Pas de nouveaux matériaux
Benoît Huber, le sous-préfet de Nantua et Gex, confirme que les analyses ne dépassent pas les taux autorisés. Toutefois, les entreprises ont désormais l’obligation de ne pas apporter de nouveaux matériaux sur le site. «Elles doivent réaliser des travaux de sécurité et d’étanchéité et nous transmettre toutes les analyses que nous leur avons imposé de faire. Il y aura un suivi dans le temps», précise le représentant de l’Etat.

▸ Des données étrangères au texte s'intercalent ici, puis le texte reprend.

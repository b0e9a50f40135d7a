//! Adaptive one-dimensional quadrature.
//!
//! Both the expected-contrast integral and the ck metric need definite
//! integrals of smooth (but, near the breakpoints, steep) functions to a
//! relative tolerance.  This module implements globally adaptive
//! Gauss–Kronrod quadrature:
//!
//! 1. Evaluate the 15-point Kronrod rule and its embedded 7-point Gauss rule
//!    on the whole interval.  `|K15 - G7|` is the error estimate.
//! 2. While the summed error exceeds `rel_tol × |summed value|`, bisect the
//!    sub-interval with the largest error estimate.
//! 3. Stop when converged or when the number of sub-intervals reaches
//!    `limit`; in the latter case the best estimate is still returned with
//!    `converged = false`.
//!
//! The absolute tolerance is always zero, so an identically zero integrand
//! converges immediately with a zero error estimate.

use log::debug;

/// Kronrod abscissae on [-1, 1] (positive half, descending; last is the
/// centre).  Odd indices are shared with the 7-point Gauss rule.
const XGK: [f64; 8] = [
    0.991_455_371_120_812_639_206_854_697_526_329,
    0.949_107_912_342_758_524_526_189_684_047_851,
    0.864_864_423_359_769_072_789_712_788_640_926,
    0.741_531_185_599_394_439_863_864_773_280_788,
    0.586_087_235_467_691_130_294_144_845_693_013,
    0.405_845_151_377_397_166_906_606_412_076_961,
    0.207_784_955_007_898_467_600_689_403_773_245,
    0.0,
];

/// Kronrod weights matching [`XGK`].
const WGK: [f64; 8] = [
    0.022_935_322_010_529_224_963_732_008_058_970,
    0.063_092_092_629_978_553_290_700_663_189_204,
    0.104_790_010_322_250_183_839_876_322_541_518,
    0.140_653_259_715_525_918_745_189_590_510_238,
    0.169_004_726_639_267_902_826_583_426_598_550,
    0.190_350_578_064_785_409_913_256_402_421_014,
    0.204_432_940_075_298_892_414_161_999_234_649,
    0.209_482_141_084_727_828_012_999_174_891_714,
];

/// Gauss weights for abscissae `XGK[1]`, `XGK[3]`, `XGK[5]` and the centre.
const WG: [f64; 4] = [
    0.129_484_966_168_869_693_270_611_432_679_082,
    0.279_705_391_489_276_667_901_467_771_423_780,
    0.381_830_050_505_118_944_950_369_775_488_975,
    0.417_959_183_673_469_387_755_102_040_816_327,
];

/// Outcome of an adaptive integration.
#[derive(Clone, Copy, Debug, PartialEq)]
pub struct Quadrature {
    /// Best estimate of the integral.
    pub value: f64,
    /// Summed `|K15 - G7|` error estimate over all sub-intervals.
    pub abs_error: f64,
    /// Number of sub-intervals in the final partition.
    pub intervals: usize,
    /// Whether `abs_error <= rel_tol * |value|` was reached within `limit`.
    pub converged: bool,
}

#[derive(Clone, Copy, Debug)]
struct Segment {
    lo: f64,
    hi: f64,
    value: f64,
    error: f64,
}

/// Apply the 15-point Kronrod rule on `[lo, hi]`, returning the estimate and
/// its error relative to the embedded 7-point Gauss rule.
fn gauss_kronrod_15<F>(f: &F, lo: f64, hi: f64) -> (f64, f64)
where
    F: Fn(f64) -> f64,
{
    let centre = 0.5 * (lo + hi);
    let half = 0.5 * (hi - lo);

    let fc = f(centre);
    let mut kronrod = WGK[7] * fc;
    let mut gauss = WG[3] * fc;

    for j in 0..7 {
        let dx = half * XGK[j];
        let pair = f(centre - dx) + f(centre + dx);
        kronrod += WGK[j] * pair;
        if j % 2 == 1 {
            gauss += WG[j / 2] * pair;
        }
    }

    (kronrod * half, ((kronrod - gauss) * half).abs())
}

/// Integrate `f` over `[lo, hi]` to relative tolerance `rel_tol` using at
/// most `limit` sub-intervals.
///
/// A reversed interval (`hi < lo`) yields the negated integral, matching the
/// usual orientation convention.  A zero-width interval integrates to zero.
pub fn integrate<F>(f: F, lo: f64, hi: f64, rel_tol: f64, limit: usize) -> Quadrature
where
    F: Fn(f64) -> f64,
{
    if lo == hi {
        return Quadrature {
            value: 0.0,
            abs_error: 0.0,
            intervals: 0,
            converged: true,
        };
    }
    if hi < lo {
        let q = integrate(f, hi, lo, rel_tol, limit);
        return Quadrature {
            value: -q.value,
            ..q
        };
    }

    let limit = limit.max(1);
    let (value, error) = gauss_kronrod_15(&f, lo, hi);
    let mut segments = vec![Segment { lo, hi, value, error }];

    loop {
        let total: f64 = segments.iter().map(|s| s.value).sum();
        let total_error: f64 = segments.iter().map(|s| s.error).sum();

        if total_error <= rel_tol * total.abs() {
            return Quadrature {
                value: total,
                abs_error: total_error,
                intervals: segments.len(),
                converged: true,
            };
        }
        if segments.len() >= limit || !total.is_finite() {
            debug!(
                "quadrature on [{:.6e}, {:.6e}] stopped at {} intervals (err={:.3e}, value={:.6e})",
                lo,
                hi,
                segments.len(),
                total_error,
                total
            );
            return Quadrature {
                value: total,
                abs_error: total_error,
                intervals: segments.len(),
                converged: false,
            };
        }

        // Bisect the worst sub-interval.
        let worst = segments
            .iter()
            .enumerate()
            .max_by(|(_, a), (_, b)| a.error.total_cmp(&b.error))
            .map(|(i, _)| i)
            .unwrap_or(0);
        let seg = segments.swap_remove(worst);
        let mid = 0.5 * (seg.lo + seg.hi);
        if mid <= seg.lo || mid >= seg.hi {
            // Interval can no longer be split in floating point.
            segments.push(Segment { error: 0.0, ..seg });
            continue;
        }

        let (left, left_err) = gauss_kronrod_15(&f, seg.lo, mid);
        let (right, right_err) = gauss_kronrod_15(&f, mid, seg.hi);
        segments.push(Segment {
            lo: seg.lo,
            hi: mid,
            value: left,
            error: left_err,
        });
        segments.push(Segment {
            lo: mid,
            hi: seg.hi,
            value: right,
            error: right_err,
        });
    }
}

#[cfg(test)]
mod tests {
    use super::*;
    use approx::assert_relative_eq;
    use std::f64::consts::PI;

    #[test]
    fn polynomial_is_exact_on_first_pass() {
        // K15 integrates polynomials up to degree 22 exactly.
        let q = integrate(|x| 3.0 * x * x - 2.0 * x + 1.0, 0.0, 2.0, 1e-10, 50);
        assert_relative_eq!(q.value, 8.0 - 4.0 + 2.0, max_relative = 1e-13);
        assert!(q.converged);
        assert_eq!(q.intervals, 1);
    }

    #[test]
    fn quarter_circle_area() {
        // sqrt(1 - x^2) has an infinite derivative at x = 1.
        let q = integrate(|x: f64| (1.0 - x * x).max(0.0).sqrt(), 0.0, 1.0, 1e-6, 100);
        assert!(q.converged);
        assert_relative_eq!(q.value, PI / 4.0, max_relative = 1e-6);
    }

    #[test]
    fn zero_integrand_converges_immediately() {
        let q = integrate(|_| 0.0, 1.0, 5.0, 1e-4, 50);
        assert_eq!(q.value, 0.0);
        assert!(q.converged);
    }

    #[test]
    fn reversed_and_empty_intervals() {
        let q = integrate(|x: f64| x.exp(), 1.0, 0.0, 1e-8, 50);
        assert_relative_eq!(q.value, -(1.0f64.exp() - 1.0), max_relative = 1e-10);

        let q = integrate(|x: f64| x.exp(), 2.0, 2.0, 1e-8, 50);
        assert_eq!(q.value, 0.0);
        assert_eq!(q.intervals, 0);
    }

    #[test]
    fn limit_reached_reports_not_converged() {
        let q = integrate(|x: f64| (1.0 / x).sin(), 1e-6, 1.0, 1e-14, 3);
        assert!(!q.converged);
        assert!(q.intervals <= 3);
        assert!(q.value.is_finite());
    }
}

A Cessy, on se montre néanmoins dubitatif. Le Pays de Gex, territoire pour le moins dynamique du fait de sa proximité avec la Suisse, qui construit à tour de bras des logements et des hyperzones commerciales, a de pharamineux besoins en stockage de déchets de construction. La Préfecture de l’Ain n’a pas très envie de voir des camions débordant de remblais poussiéreux sillonner le département. «1,5 million de m³ ont été déversés à Chauvilly, à 10 euros le m³, cela fait 15 millions d’euros. Dans une région où le copinage est une culture politique, il n’est pas étonnant que l’on ferme les yeux sur certaines pratiques», accuse Christophe Bouvier qui ne supporte plus les quelque 300 camions qui chaque jour transitent par Cessy.
Querelle de clocher?
Son Conseil municipal a d’ailleurs voté lundi soir la fermeture du centre-ville aux poids lourds. Ils passeront dorénavant par Gex. «La carrière est située en grande partie sur cette commune», rappelle l’édile. Patrice Dunand, maire de Gex, qui en juillet dernier a délogé par voie électorale Christophe Bouvier de son poste de président de Pays de Gex agglo estime que ce dernier agit aujourd’hui par représailles.
A propos des lixiviats, Patrice Dunand indique qu’il prend en compte les seules analyses validées par la Dreal. «Celles d’Atena réalisées en Suisse n’ont pas valeur de légalité. C’est éventuellement à l’Etat d’y répondre avec ses services compétents. Mais tout ce dossier doit être revu.»